It is welcome news that a parliamentary watchdog is to examine Shropshire Council’s £52m shopping centre purchase. This is part of a wider look at local council involvement in purchasing commercial property.
The purchase of these shopping centres represents a huge risk to Shropshire Council’s finances. Senior administration members seem to have forgotten it isn’t monopoly money they are playing with. Or indeed their own money. They are risking public money! The risks in the investment clearly outweighed the potential gain. More so when you consider the perilous state of their finances. More so given that more prudent investment strategies would give a better return.
The fact they didn’t get a proper valuation beforehand just compounds their error. The actual valuation instantly wiped nearly £3m off the price paid. A year later the value had plummeted by over 20% wiping another £11m off the price they originally paid. You have to wonder how the valuation looks at the end of 2019/20… All before Coronavius drove a coach and horse through the economy in the last few weeks.

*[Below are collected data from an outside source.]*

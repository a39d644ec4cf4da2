// Copyright (c) 2026 Benevole contributors
// SPDX-License-Identifier: AGPL-3.0

use chrono::{DateTime, NaiveDate, Utc};
use once_cell::sync::Lazy;
use regex::Regex;
use serde::{Deserialize, Serialize};
use thiserror::Error;
use uuid::Uuid;

use crate::domain::reference::ReferenceId;

// ============================================================================
// Value Objects
// ============================================================================

#[derive(Debug, Clone, Copy, PartialEq, Eq, Hash, Serialize, Deserialize)]
pub struct VolunteerId(pub Uuid);

impl VolunteerId {
    pub fn new() -> Self {
        Self(Uuid::new_v4())
    }
}

impl Default for VolunteerId {
    fn default() -> Self {
        Self::new()
    }
}

impl std::fmt::Display for VolunteerId {
    fn fmt(&self, f: &mut std::fmt::Formatter<'_>) -> std::fmt::Result {
        write!(f, "{}", self.0)
    }
}

static MATRICULE_PATTERN: Lazy<Regex> =
    Lazy::new(|| Regex::new(r"^[A-Z][A-Z0-9]*-\d{6,}$").expect("matricule pattern is valid"));

/// Human-readable volunteer identifier, e.g. `VOL-000042`.
///
/// Assigned once at registration and never changed afterwards.
#[derive(Debug, Clone, PartialEq, Eq, Hash, PartialOrd, Ord, Serialize, Deserialize)]
#[serde(try_from = "String", into = "String")]
pub struct Matricule(String);

impl Matricule {
    pub const DEFAULT_PREFIX: &'static str = "VOL";

    /// Format a sequence number as `{prefix}-{number:06}`. Numbers wider than
    /// six digits are kept whole.
    pub fn from_sequence(prefix: &str, number: u64) -> Self {
        Self(format!("{}-{:06}", prefix, number))
    }

    pub fn parse(s: &str) -> Result<Self, VolunteerError> {
        let candidate = s.trim();
        if MATRICULE_PATTERN.is_match(candidate) {
            Ok(Self(candidate.to_string()))
        } else {
            Err(VolunteerError::InvalidMatricule(s.to_string()))
        }
    }

    pub fn as_str(&self) -> &str {
        &self.0
    }

    pub fn prefix(&self) -> &str {
        self.0.split_once('-').map(|(prefix, _)| prefix).unwrap_or_default()
    }

    pub fn number(&self) -> Option<u64> {
        self.0.split_once('-').and_then(|(_, digits)| digits.parse().ok())
    }
}

impl TryFrom<String> for Matricule {
    type Error = VolunteerError;

    fn try_from(value: String) -> Result<Self, Self::Error> {
        Self::parse(&value)
    }
}

impl From<Matricule> for String {
    fn from(value: Matricule) -> Self {
        value.0
    }
}

impl std::fmt::Display for Matricule {
    fn fmt(&self, f: &mut std::fmt::Formatter<'_>) -> std::fmt::Result {
        f.write_str(&self.0)
    }
}

/// Volunteer lifecycle.
///
/// New registrations start `Pending`; administrators move them on.
#[derive(Debug, Clone, Copy, PartialEq, Eq, Hash, Serialize, Deserialize)]
#[serde(rename_all = "SCREAMING_SNAKE_CASE")]
pub enum VolunteerStatus {
    Pending,
    Active,
    Inactive,
    Rejected,
}

impl VolunteerStatus {
    pub fn as_str(&self) -> &'static str {
        match self {
            Self::Pending => "PENDING",
            Self::Active => "ACTIVE",
            Self::Inactive => "INACTIVE",
            Self::Rejected => "REJECTED",
        }
    }

    pub fn parse(s: &str) -> Option<Self> {
        match s {
            "PENDING" => Some(Self::Pending),
            "ACTIVE" => Some(Self::Active),
            "INACTIVE" => Some(Self::Inactive),
            "REJECTED" => Some(Self::Rejected),
            _ => None,
        }
    }

    pub fn can_transition_to(&self, next: VolunteerStatus) -> bool {
        matches!(
            (self, next),
            (Self::Pending, Self::Active)
                | (Self::Pending, Self::Rejected)
                | (Self::Active, Self::Inactive)
                | (Self::Inactive, Self::Active)
        )
    }
}

impl std::fmt::Display for VolunteerStatus {
    fn fmt(&self, f: &mut std::fmt::Formatter<'_>) -> std::fmt::Result {
        f.write_str(self.as_str())
    }
}

/// Structured place of residence.
#[derive(Debug, Clone, Default, PartialEq, Eq, Serialize, Deserialize)]
#[serde(rename_all = "camelCase")]
pub struct Residence {
    #[serde(default, skip_serializing_if = "Option::is_none")]
    pub country: Option<String>,
    #[serde(default, skip_serializing_if = "Option::is_none")]
    pub region: Option<String>,
    #[serde(default, skip_serializing_if = "Option::is_none")]
    pub city: Option<String>,
    #[serde(default, skip_serializing_if = "Option::is_none")]
    pub district: Option<String>,
    #[serde(default, skip_serializing_if = "Option::is_none")]
    pub street: Option<String>,
}

impl Residence {
    pub fn is_empty(&self) -> bool {
        [&self.country, &self.region, &self.city, &self.district, &self.street]
            .iter()
            .all(|part| part.as_deref().map(str::trim).unwrap_or_default().is_empty())
    }
}

// ============================================================================
// Aggregate Root: Volunteer
// ============================================================================

/// Everything needed to create a volunteer once input has been validated,
/// the password hashed and reference data resolved.
#[derive(Debug, Clone)]
pub struct VolunteerDraft {
    pub matricule: Matricule,
    pub first_name: String,
    pub last_name: String,
    pub email: String,
    pub password_hash: String,
    pub phone: Option<String>,
    pub birth_date: Option<NaiveDate>,
    pub national_id: Option<String>,
    pub skill_ids: Vec<ReferenceId>,
    pub profession_id: Option<ReferenceId>,
    pub education_level_id: Option<ReferenceId>,
    pub nationality_id: Option<ReferenceId>,
    pub residence: Option<Residence>,
}

#[derive(Debug, Clone, Serialize, Deserialize)]
#[serde(rename_all = "camelCase")]
pub struct Volunteer {
    pub id: VolunteerId,
    pub matricule: Matricule,
    pub first_name: String,
    pub last_name: String,
    pub email: String,
    /// Argon2 PHC string. Never serialized.
    #[serde(skip_serializing, default)]
    pub password_hash: String,
    pub phone: Option<String>,
    pub birth_date: Option<NaiveDate>,
    pub national_id: Option<String>,
    pub status: VolunteerStatus,
    pub skill_ids: Vec<ReferenceId>,
    pub profession_id: Option<ReferenceId>,
    pub education_level_id: Option<ReferenceId>,
    pub nationality_id: Option<ReferenceId>,
    pub residence: Option<Residence>,
    pub created_at: DateTime<Utc>,
    pub updated_at: DateTime<Utc>,
}

impl Volunteer {
    /// Create a freshly registered volunteer in `Pending` status.
    pub fn register(draft: VolunteerDraft) -> Self {
        let now = Utc::now();
        let mut skill_ids = draft.skill_ids;
        let mut seen = std::collections::HashSet::new();
        skill_ids.retain(|id| seen.insert(*id));

        Self {
            id: VolunteerId::new(),
            matricule: draft.matricule,
            first_name: draft.first_name,
            last_name: draft.last_name,
            email: draft.email,
            password_hash: draft.password_hash,
            phone: draft.phone,
            birth_date: draft.birth_date,
            national_id: draft.national_id,
            status: VolunteerStatus::Pending,
            skill_ids,
            profession_id: draft.profession_id,
            education_level_id: draft.education_level_id,
            nationality_id: draft.nationality_id,
            residence: draft.residence.filter(|r| !r.is_empty()),
            created_at: now,
            updated_at: now,
        }
    }

    pub fn full_name(&self) -> String {
        format!("{} {}", self.first_name, self.last_name)
    }

    /// Apply an administrator status change. Setting the current status again
    /// is a no-op.
    pub fn change_status(&mut self, next: VolunteerStatus) -> Result<bool, VolunteerError> {
        if self.status == next {
            return Ok(false);
        }
        if !self.status.can_transition_to(next) {
            return Err(VolunteerError::InvalidStateTransition {
                from: self.status,
                to: next,
            });
        }
        self.status = next;
        self.updated_at = Utc::now();
        Ok(true)
    }
}

// ============================================================================
// Domain Errors
// ============================================================================

#[derive(Debug, Error)]
pub enum VolunteerError {
    #[error("Invalid matricule: '{0}'")]
    InvalidMatricule(String),

    #[error("Invalid state transition from {from} to {to}")]
    InvalidStateTransition {
        from: VolunteerStatus,
        to: VolunteerStatus,
    },
}

// ============================================================================
// Tests
// ============================================================================

#[cfg(test)]
mod tests {
    use super::*;

    fn draft() -> VolunteerDraft {
        VolunteerDraft {
            matricule: Matricule::from_sequence("VOL", 42),
            first_name: "Awa".to_string(),
            last_name: "Diop".to_string(),
            email: "awa@example.com".to_string(),
            password_hash: "$argon2id$v=19$m=8,t=1,p=1$c2FsdHNhbHQ$aGFzaA".to_string(),
            phone: None,
            birth_date: None,
            national_id: None,
            skill_ids: vec![],
            profession_id: None,
            education_level_id: None,
            nationality_id: None,
            residence: None,
        }
    }

    #[test]
    fn test_matricule_format() {
        assert_eq!(Matricule::from_sequence("VOL", 42).as_str(), "VOL-000042");
        assert_eq!(Matricule::from_sequence("VOL", 1).as_str(), "VOL-000001");
        assert_eq!(Matricule::from_sequence("VOL", 1_234_567).as_str(), "VOL-1234567");
    }

    #[test]
    fn test_matricule_parse() {
        let matricule = Matricule::parse(" VOL-000042 ").unwrap();
        assert_eq!(matricule.as_str(), "VOL-000042");
        assert_eq!(matricule.prefix(), "VOL");
        assert_eq!(matricule.number(), Some(42));

        assert!(Matricule::parse("VOL-42").is_err());
        assert!(Matricule::parse("vol-000042").is_err());
        assert!(Matricule::parse("").is_err());
        assert!(Matricule::parse("000042").is_err());
    }

    #[test]
    fn test_matricule_serde_rejects_garbage() {
        let parsed: Result<Matricule, _> = serde_json::from_str("\"not-a-matricule\"");
        assert!(parsed.is_err());

        let parsed: Matricule = serde_json::from_str("\"VOL-000007\"").unwrap();
        assert_eq!(parsed.number(), Some(7));
    }

    #[test]
    fn test_register_starts_pending() {
        let volunteer = Volunteer::register(draft());
        assert_eq!(volunteer.status, VolunteerStatus::Pending);
        assert_eq!(volunteer.full_name(), "Awa Diop");
    }

    #[test]
    fn test_register_deduplicates_skills_and_drops_empty_residence() {
        let skill = ReferenceId::new();
        let mut d = draft();
        d.skill_ids = vec![skill, skill];
        d.residence = Some(Residence {
            city: Some("  ".to_string()),
            ..Residence::default()
        });

        let volunteer = Volunteer::register(d);
        assert_eq!(volunteer.skill_ids, vec![skill]);
        assert!(volunteer.residence.is_none());
    }

    #[test]
    fn test_password_hash_is_not_serialized() {
        let volunteer = Volunteer::register(draft());
        let json = serde_json::to_value(&volunteer).unwrap();
        assert!(json.get("passwordHash").is_none());
        assert_eq!(json["status"], "PENDING");
        assert_eq!(json["matricule"], "VOL-000042");
    }

    #[test]
    fn test_status_transitions() {
        let mut volunteer = Volunteer::register(draft());

        // Pending -> Active
        assert!(volunteer.change_status(VolunteerStatus::Active).unwrap());
        // Active -> Active is a no-op
        assert!(!volunteer.change_status(VolunteerStatus::Active).unwrap());
        // Active -> Inactive -> Active
        assert!(volunteer.change_status(VolunteerStatus::Inactive).unwrap());
        assert!(volunteer.change_status(VolunteerStatus::Active).unwrap());
        // Active -> Rejected is not allowed
        assert!(volunteer.change_status(VolunteerStatus::Rejected).is_err());
        assert_eq!(volunteer.status, VolunteerStatus::Active);
    }

    #[test]
    fn test_rejected_is_terminal() {
        let mut volunteer = Volunteer::register(draft());
        volunteer.change_status(VolunteerStatus::Rejected).unwrap();
        for next in [VolunteerStatus::Pending, VolunteerStatus::Active, VolunteerStatus::Inactive] {
            assert!(volunteer.change_status(next).is_err());
        }
    }
}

This all brings into question Shropshire Council’s ability and capacity to manage a purchase like this. I seriously doubt there is any of either amongst the members. Expert capacity seems to be lacking generally if the ‘pothole consultant‘ or even the controversial IP&E experiment are taken as examples. The Conservative-run council seems to make a habit of playing fast and loose with public money.
The investment adage ‘buy low, sell high’ seems to have passed the administration by in quite the most spectacular way. Ignoring the warning signs is grossly irresponsible. If the purchase was desirable the timing of the purchase and the purchase price leaves a lot to be desired. I am sure the previous owners are feeling very pleased with themselves.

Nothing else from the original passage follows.